WHAT IS EXPECTED: In the records below, pick out all lines containing the word "JobFeedHandle".

EXERCISE INPUTS:
//! bidwatch: resilient dashboard client for the job scraping & auto-bid backend
//!
//! Polls and streams job listings, tracks bot lifecycle state, and
//! reconciles optimistic client state with server truth across flaky
//! connections.
//!
//! ## Architecture
//!
//! - **HealthProbe**: backend liveness with asymmetric retry cadence
//! - **BotStatusPoller**: bot run/pause/metrics state with restart detection
//! - **JobStreamReconciler**: SSE push + snapshot merging with polling fallback
//!
//! Each component runs as one tokio task owning its state exclusively and
//! publishes outward on `watch`/`broadcast` channels; nothing shares
//! mutable state across tasks.

pub mod backend;
pub mod backoff;
pub mod bot;
pub mod config;
pub mod health;
pub mod jobs;
pub mod notify;
pub mod types;

// Re-export configuration
pub use config::DashboardConfig;

// Re-export commonly used types
pub use types::{
    BotAction, BotState, BotStatus, ConnectivityState, HealthSignal, JobFeed, JobRecord,
    RestartSignal, ServerEpoch, StreamEvent,
};

// Re-export components
pub use backend::{ApiClient, ApiError, JobStream};
pub use backoff::BackoffPolicy;
pub use bot::{ActionError, BotHandle, BotStatusPoller};
pub use health::{HealthProbe, RestartDetector};
pub use jobs::{JobFeedHandle, JobStreamReconciler, JobWorkingSet};
pub use notify::{LogNotifier, NotificationSink};
//! Job stream reconciler integration tests: SSE consumption, ordering,
//! cap enforcement, fallback polling, and read-state commands.

use std::sync::atomic::{AtomicUsize, Ordering};
use std::sync::Arc;
use std::time::Duration;

use bidwatch::backend::ApiClient;
use bidwatch::config::FeedConfig;
use bidwatch::jobs::JobStreamReconciler;
use bidwatch::notify::NotificationSink;
use bidwatch::types::{HealthSignal, JobFeed, JobRecord, RestartSignal};
use tokio::sync::{broadcast, watch};
use tokio_util::sync::CancellationToken;
use wiremock::matchers::{method, path};
use wiremock::{Mock, MockServer, ResponseTemplate};

struct CountingSink {
    batches: Arc<AtomicUsize>,
}

impl NotificationSink for CountingSink {
    fn notify_new_jobs(&self, _jobs: &[JobRecord]) {
        self.batches.fetch_add(1, Ordering::SeqCst);
    }
}

/// Everything a running reconciler test needs to keep alive and drive.
struct Harness {
    feed_rx: watch::Receiver<JobFeed>,
    handle: bidwatch::jobs::JobFeedHandle,
    health_tx: broadcast::Sender<HealthSignal>,
    restart_tx: broadcast::Sender<RestartSignal>,
    _auth_tx: watch::Sender<Option<String>>,
    cancel: CancellationToken,
    task: tokio::task::JoinHandle<()>,
    batches: Arc<AtomicUsize>,
}

impl Harness {
    async fn shutdown(self) {
        self.cancel.cancel();
        self.task.await.expect("reconciler task");
    }
}

fn start_reconciler(server: &MockServer, config: FeedConfig) -> Harness {
    let (auth_tx, auth_rx) = watch::channel(Some("tok".to_string()));
    let (health_tx, health_rx) = broadcast::channel(8);
    let (restart_tx, restart_rx) = broadcast::channel(8);
    let cancel = CancellationToken::new();
    let batches = Arc::new(AtomicUsize::new(0));

    let (reconciler, handle) = JobStreamReconciler::new(
        ApiClient::new(&server.uri()).expect("client"),
        config,
        auth_rx,
        health_rx,
        restart_rx,
        Box::new(CountingSink {
            batches: batches.clone(),
        }),
        cancel.clone(),
    );
    let feed_rx = reconciler.subscribe_feed();
    let task = tokio::spawn(reconciler.run());

    Harness {
        feed_rx,
        handle,
        health_tx,
        restart_tx,
        _auth_tx: auth_tx,
        cancel,
        task,
        batches,
    }
}

async fn wait_for_feed(
    rx: &mut watch::Receiver<JobFeed>,
    pred: impl FnMut(&JobFeed) -> bool,
) -> JobFeed {
    tokio::time::timeout(Duration::from_secs(10), rx.wait_for(pred))
        .await
        .expect("timed out waiting for job feed")
        .expect("feed channel closed")
        .clone()
}

fn feed_ids(feed: &JobFeed) -> Vec<&str> {
    feed.jobs.iter().map(|j| j.id.as_str()).collect()
}

#[tokio::test]
async fn stream_snapshot_then_delta_yields_unread_first_order() {
    let server = MockServer::start().await;
    let sse_body = concat!(
        "data: {\"type\": \"snapshot\", \"jobs\": [",
        "{\"id\": \"1\", \"is_read\": false, \"title\": \"Logo\"},",
        "{\"id\": \"2\", \"is_read\": true, \"title\": \"Entry\"}",
        "]}\n\n",
        ": keep-alive\n\n",
        "data: {\"type\": \"new_jobs\", \"jobs\": [",
        "{\"id\": \"3\", \"is_read\": false, \"title\": \"Banner\"}",
        "]}\n\n",
    );
    Mock::given(method("GET"))
        .and(path("/api/jobs/stream"))
        .respond_with(ResponseTemplate::new(200).set_body_raw(sse_body, "text/event-stream"))
        .mount(&server)
        .await;
    // After the stream body ends the reconciler falls back to polling;
    // serve the merged state so the feed is stable
    Mock::given(method("GET"))
        .and(path("/api/jobs"))
        .respond_with(ResponseTemplate::new(200).set_body_raw(
            r#"{"jobs": [
                {"id": "3", "is_read": false, "title": "Banner"},
                {"id": "1", "is_read": false, "title": "Logo"},
                {"id": "2", "is_read": true, "title": "Entry"}
            ]}"#,
            "application/json",
        ))
        .mount(&server)
        .await;

    let mut h = start_reconciler(&server, FeedConfig::default());

    let feed = wait_for_feed(&mut h.feed_rx, |f| f.jobs.len() == 3).await;
    assert_eq!(feed_ids(&feed), vec!["3", "1", "2"]);
    assert_eq!(feed.unread_count, 2);
    // One batched notification for the delta, none for the snapshot
    assert_eq!(h.batches.load(Ordering::SeqCst), 1);

    h.shutdown().await;
}

#[tokio::test]
async fn cap_overflow_drops_read_records_first() {
    let server = MockServer::start().await;
    let sse_body = concat!(
        "data: {\"type\": \"snapshot\", \"jobs\": [",
        "{\"id\": \"1\", \"is_read\": false},",
        "{\"id\": \"2\", \"is_read\": true}",
        "]}\n\n",
        "data: {\"type\": \"new_jobs\", \"jobs\": [{\"id\": \"3\", \"is_read\": false}]}\n\n",
    );
    Mock::given(method("GET"))
        .and(path("/api/jobs/stream"))
        .respond_with(ResponseTemplate::new(200).set_body_raw(sse_body, "text/event-stream"))
        .mount(&server)
        .await;
    Mock::given(method("GET"))
        .and(path("/api/jobs"))
        .respond_with(ResponseTemplate::new(200).set_body_raw(
            r#"{"jobs": [{"id": "3", "is_read": false}, {"id": "1", "is_read": false}]}"#,
            "application/json",
        ))
        .mount(&server)
        .await;

    let config = FeedConfig {
        working_set_cap: 2,
        ..FeedConfig::default()
    };
    let mut h = start_reconciler(&server, config);

    let feed = wait_for_feed(&mut h.feed_rx, |f| feed_ids(f) == ["3", "1"]).await;
    // Record 2, being read, was dropped even though record 1 is older
    assert_eq!(feed.unread_count, 2);

    h.shutdown().await;
}

#[tokio::test]
async fn mark_read_flips_locally_and_persists_to_backend() {
    let server = MockServer::start().await;
    let sse_body =
        "data: {\"type\": \"snapshot\", \"jobs\": [{\"id\": \"a\", \"is_read\": false}, {\"id\": \"b\", \"is_read\": false}]}\n\n";
    Mock::given(method("GET"))
        .and(path("/api/jobs/stream"))
        .respond_with(ResponseTemplate::new(200).set_body_raw(sse_body, "text/event-stream"))
        .mount(&server)
        .await;
    // The fallback mirrors the stream snapshot so its polls are no-ops and
    // the mark-read command is the only thing that can flip the record
    Mock::given(method("GET"))
        .and(path("/api/jobs"))
        .respond_with(ResponseTemplate::new(200).set_body_raw(
            r#"{"jobs": [{"id": "a", "is_read": false}, {"id": "b", "is_read": false}]}"#,
            "application/json",
        ))
        .mount(&server)
        .await;
    Mock::given(method("POST"))
        .and(path("/api/jobs/a/mark-read"))
        .respond_with(
            ResponseTemplate::new(200).set_body_raw(r#"{"success": true}"#, "application/json"),
        )
        .expect(1..)
        .mount(&server)
        .await;

    let mut h = start_reconciler(&server, FeedConfig::default());
    wait_for_feed(&mut h.feed_rx, |f| f.jobs.len() == 2).await;

    h.handle.mark_read("a").await;
    let feed = wait_for_feed(&mut h.feed_rx, |f| f.unread_count == 1).await;
    // Unread-first: the read record moved behind the unread one
    assert_eq!(feed_ids(&feed), vec!["b", "a"]);

    // The backend write is fire-and-forget; give it a beat, then verify
    tokio::time::sleep(Duration::from_millis(300)).await;
    h.shutdown().await;
    server.verify().await;
}

#[tokio::test]
async fn mark_all_read_zeroes_the_unread_indicator() {
    let server = MockServer::start().await;
    let sse_body =
        "data: {\"type\": \"snapshot\", \"jobs\": [{\"id\": \"a\", \"is_read\": false}, {\"id\": \"b\", \"is_read\": false}]}\n\n";
    Mock::given(method("GET"))
        .and(path("/api/jobs/stream"))
        .respond_with(ResponseTemplate::new(200).set_body_raw(sse_body, "text/event-stream"))
        .mount(&server)
        .await;
    Mock::given(method("GET"))
        .and(path("/api/jobs"))
        .respond_with(ResponseTemplate::new(200).set_body_raw(
            r#"{"jobs": [{"id": "a", "is_read": false}, {"id": "b", "is_read": false}]}"#,
            "application/json",
        ))
        .mount(&server)
        .await;

    let mut h = start_reconciler(&server, FeedConfig::default());
    wait_for_feed(&mut h.feed_rx, |f| f.unread_count == 2).await;

    h.handle.mark_all_read().await;
    let feed = wait_for_feed(&mut h.feed_rx, |f| f.unread_count == 0).await;
    assert_eq!(feed.jobs.len(), 2);
    assert!(feed.jobs.iter().all(|j| j.is_read));

    h.shutdown().await;
}

#[tokio::test]
async fn restart_discards_the_working_set_until_resync() {
    let server = MockServer::start().await;
    // Stream connects but stays silent after the snapshot (long delay)
    let sse_body = "data: {\"type\": \"snapshot\", \"jobs\": [{\"id\": \"a\", \"is_read\": false}]}\n\n";
    Mock::given(method("GET"))
        .and(path("/api/jobs/stream"))
        .respond_with(
            ResponseTemplate::new(200)
                .set_body_raw(sse_body, "text/event-stream")
                .set_delay(Duration::from_millis(50)),
        )
        .mount(&server)
        .await;
    Mock::given(method("GET"))
        .and(path("/api/jobs"))
        .respond_with(ResponseTemplate::new(200).set_body_raw(
            r#"{"jobs": [{"id": "a", "is_read": false}]}"#,
            "application/json",
        ))
        .mount(&server)
        .await;

    let config = FeedConfig {
        fallback_interval_secs: 1,
        ..FeedConfig::default()
    };
    let mut h = start_reconciler(&server, config);
    wait_for_feed(&mut h.feed_rx, |f| f.jobs.len() == 1).await;

    // Backend restarts: the set is discarded first, then the reconnect's
    // fresh snapshot repopulates it — wholesale replacement tolerates
    // either arrival order
    h.restart_tx
        .send(RestartSignal {
            new_epoch: bidwatch::types::ServerEpoch::new("2000.0"),
        })
        .expect("reconciler listening");

    wait_for_feed(&mut h.feed_rx, |f| f.jobs.is_empty()).await;
    let refilled = wait_for_feed(&mut h.feed_rx, |f| f.jobs.len() == 1).await;
    assert_eq!(feed_ids(&refilled), vec!["a"]);

    h.shutdown().await;
}

#[tokio::test]
async fn recovery_signal_switches_from_fallback_to_stream() {
    let server = MockServer::start().await;
    // The stream endpoint fails at first, forcing the polling fallback
    Mock::given(method("GET"))
        .and(path("/api/jobs/stream"))
        .respond_with(ResponseTemplate::new(500))
        .up_to_n_times(1)
        .mount(&server)
        .await;
    Mock::given(method("GET"))
        .and(path("/api/jobs/stream"))
        .respond_with(ResponseTemplate::new(200).set_body_raw(
            "data: {\"type\": \"snapshot\", \"jobs\": [{\"id\": \"s\", \"is_read\": false}, {\"id\": \"p\", \"is_read\": false}]}\n\n",
            "text/event-stream",
        ))
        .mount(&server)
        .await;
    // Slow poll responses keep the stream's snapshot observable after the
    // finite SSE body ends and the reconciler drops back to polling
    Mock::given(method("GET"))
        .and(path("/api/jobs"))
        .respond_with(
            ResponseTemplate::new(200)
                .set_body_raw(r#"{"jobs": [{"id": "p", "is_read": false}]}"#, "application/json")
                .set_delay(Duration::from_secs(2)),
        )
        .mount(&server)
        .await;

    let mut h = start_reconciler(&server, FeedConfig::default());

    // Fallback polling picked up the single record
    wait_for_feed(&mut h.feed_rx, |f| feed_ids(f) == ["p"]).await;

    // Probe recovery: stop polling, re-establish the stream, take its
    // fresh snapshot
    h.health_tx
        .send(HealthSignal::Changed(true))
        .expect("reconciler listening");

    let feed = wait_for_feed(&mut h.feed_rx, |f| f.jobs.len() == 2).await;
    assert_eq!(feed_ids(&feed), vec!["s", "p"]);

    h.shutdown().await;
}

RESPONSE:
pub use jobs::{JobFeedHandle, JobStreamReconciler, JobWorkingSet};
    handle: bidwatch::jobs::JobFeedHandle,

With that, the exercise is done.